Segment Start: Data to examine

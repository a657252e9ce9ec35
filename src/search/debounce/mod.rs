
use std::time::Duration;
use tokio::time::Instant;

/// Trailing-edge debounce over caller-supplied instants.
///
/// Every `push` replaces the pending value and restarts the window. The value is
/// released by `take_due` only once the window has passed without another push.
#[derive(Debug)]
pub struct Debouncer<T> {
    window: Duration,
    pending: Option<(T, Instant)>,
}

impl<T> Debouncer<T> {
    #[inline]
    pub fn new(window: Duration) -> Self {
        Self {
            window,
            pending: None,
        }
    }

    #[inline]
    pub fn window(&self) -> Duration {
        self.window
    }

    #[inline]
    pub fn push(&mut self, value: T, now: Instant) {
        self.pending = Some((value, now + self.window));
    }

    /// The pending value, if its deadline is at or before `now`
    #[inline]
    pub fn take_due(&mut self, now: Instant) -> Option<T> {
        match self.pending.take() {
            Some((value, deadline)) if deadline <= now => Some(value),
            other => {
                self.pending = other;
                None
            }
        }
    }

    #[inline]
    pub fn cancel(&mut self) -> Option<T> {
        self.pending.take().map(|(value, _)| value)
    }

    #[inline]
    pub fn deadline(&self) -> Option<Instant> {
        self.pending.as_ref().map(|(_, deadline)| *deadline)
    }

    #[inline]
    pub fn is_pending(&self) -> bool {
        self.pending.is_some()
    }
}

Segment End: Data to examine

Goal of the exercise ▸ Output all entries exactly as given above.

Task result ▸
repository a657252e9ce9ec35
filename src/search/debounce/mod.rs

use std::time::Duration;
use tokio::time::Instant;

/// Trailing-edge debounce over caller-supplied instants.
///
/// Every `push` replaces the pending value and restarts the window. The value is
/// released by `take_due` only once the window has passed without another push.
#[derive(Debug)]
pub struct Debouncer<T> {
    window: Duration,
    pending: Option<(T, Instant)>,
}

impl<T> Debouncer<T> {
    #[inline]
    pub fn new(window: Duration) -> Self {
        Self {
            window,
            pending: None,
        }
    }

    #[inline]
    pub fn window(&self) -> Duration {
        self.window
    }

    #[inline]
    pub fn push(&mut self, value: T, now: Instant) {
        self.pending = Some((value, now + self.window));
    }

    /// The pending value, if its deadline is at or before `now`
    #[inline]
    pub fn take_due(&mut self, now: Instant) -> Option<T> {
        match self.pending.take() {
            Some((value, deadline)) if deadline <= now => Some(value),
            other => {
                self.pending = other;
                None
            }
        }
    }

    #[inline]
    pub fn cancel(&mut self) -> Option<T> {
        self.pending.take().map(|(value, _)| value)
    }

    #[inline]
    pub fn deadline(&self) -> Option<Instant> {
        self.pending.as_ref().map(|(_, deadline)| *deadline)
    }

    #[inline]
    pub fn is_pending(&self) -> bool {
        self.pending.is_some()
    }
}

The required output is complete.